▸ **Records for this exercise**:
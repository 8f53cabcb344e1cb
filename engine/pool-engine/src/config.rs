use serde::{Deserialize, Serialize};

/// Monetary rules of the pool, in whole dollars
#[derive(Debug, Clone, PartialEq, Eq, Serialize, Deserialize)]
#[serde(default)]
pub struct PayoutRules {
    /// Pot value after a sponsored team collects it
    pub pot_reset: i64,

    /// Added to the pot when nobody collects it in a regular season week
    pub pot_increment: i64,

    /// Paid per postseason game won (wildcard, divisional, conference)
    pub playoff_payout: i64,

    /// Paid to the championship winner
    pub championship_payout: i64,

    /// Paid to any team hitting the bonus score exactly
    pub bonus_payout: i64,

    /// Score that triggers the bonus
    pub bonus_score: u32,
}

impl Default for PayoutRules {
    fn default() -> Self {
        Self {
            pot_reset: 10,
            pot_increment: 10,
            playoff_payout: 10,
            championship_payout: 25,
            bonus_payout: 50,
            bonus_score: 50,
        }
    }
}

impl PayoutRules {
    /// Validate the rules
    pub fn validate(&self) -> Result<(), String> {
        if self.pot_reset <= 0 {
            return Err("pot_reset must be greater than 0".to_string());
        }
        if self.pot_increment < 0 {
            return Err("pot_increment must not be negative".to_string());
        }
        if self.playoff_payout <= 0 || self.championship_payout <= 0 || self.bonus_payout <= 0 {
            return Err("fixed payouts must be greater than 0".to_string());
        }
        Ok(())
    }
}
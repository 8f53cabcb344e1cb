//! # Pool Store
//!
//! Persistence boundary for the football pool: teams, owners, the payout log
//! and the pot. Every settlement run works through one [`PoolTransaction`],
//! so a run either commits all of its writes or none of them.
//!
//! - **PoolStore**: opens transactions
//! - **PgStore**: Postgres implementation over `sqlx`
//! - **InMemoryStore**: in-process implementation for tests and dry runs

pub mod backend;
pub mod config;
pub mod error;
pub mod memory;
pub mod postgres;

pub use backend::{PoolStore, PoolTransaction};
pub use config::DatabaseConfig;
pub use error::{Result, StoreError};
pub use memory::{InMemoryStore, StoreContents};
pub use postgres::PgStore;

▸ **Exercise objective**: Write out the listing once more, matching it exactly.

▸ **Problem solution**:
repository 8f53cabcb344e1cb
filename engine/pool-engine/src/config.rs
use serde::{Deserialize, Serialize};

/// Monetary rules of the pool, in whole dollars
#[derive(Debug, Clone, PartialEq, Eq, Serialize, Deserialize)]
#[serde(default)]
pub struct PayoutRules {
    /// Pot value after a sponsored team collects it
    pub pot_reset: i64,

    /// Added to the pot when nobody collects it in a regular season week
    pub pot_increment: i64,

    /// Paid per postseason game won (wildcard, divisional, conference)
    pub playoff_payout: i64,

    /// Paid to the championship winner
    pub championship_payout: i64,

    /// Paid to any team hitting the bonus score exactly
    pub bonus_payout: i64,

    /// Score that triggers the bonus
    pub bonus_score: u32,
}

impl Default for PayoutRules {
    fn default() -> Self {
        Self {
            pot_reset: 10,
            pot_increment: 10,
            playoff_payout: 10,
            championship_payout: 25,
            bonus_payout: 50,
            bonus_score: 50,
        }
    }
}

impl PayoutRules {
    /// Validate the rules
    pub fn validate(&self) -> Result<(), String> {
        if self.pot_reset <= 0 {
            return Err("pot_reset must be greater than 0".to_string());
        }
        if self.pot_increment < 0 {
            return Err("pot_increment must not be negative".to_string());
        }
        if self.playoff_payout <= 0 || self.championship_payout <= 0 || self.bonus_payout <= 0 {
            return Err("fixed payouts must be greater than 0".to_string());
        }
        Ok(())
    }
}
repository 8f53cabcb344e1cb
//! # Pool Store
//!
//! Persistence boundary for the football pool: teams, owners, the payout log
//! and the pot. Every settlement run works through one [`PoolTransaction`],
//! so a run either commits all of its writes or none of them.
//!
//! - **PoolStore**: opens transactions
//! - **PgStore**: Postgres implementation over `sqlx`
//! - **InMemoryStore**: in-process implementation for tests and dry runs

pub mod backend;
pub mod config;
pub mod error;
pub mod memory;
pub mod postgres;

pub use backend::{PoolStore, PoolTransaction};
pub use config::DatabaseConfig;
pub use error::{Result, StoreError};
pub use memory::{InMemoryStore, StoreContents};
pub use postgres::PgStore;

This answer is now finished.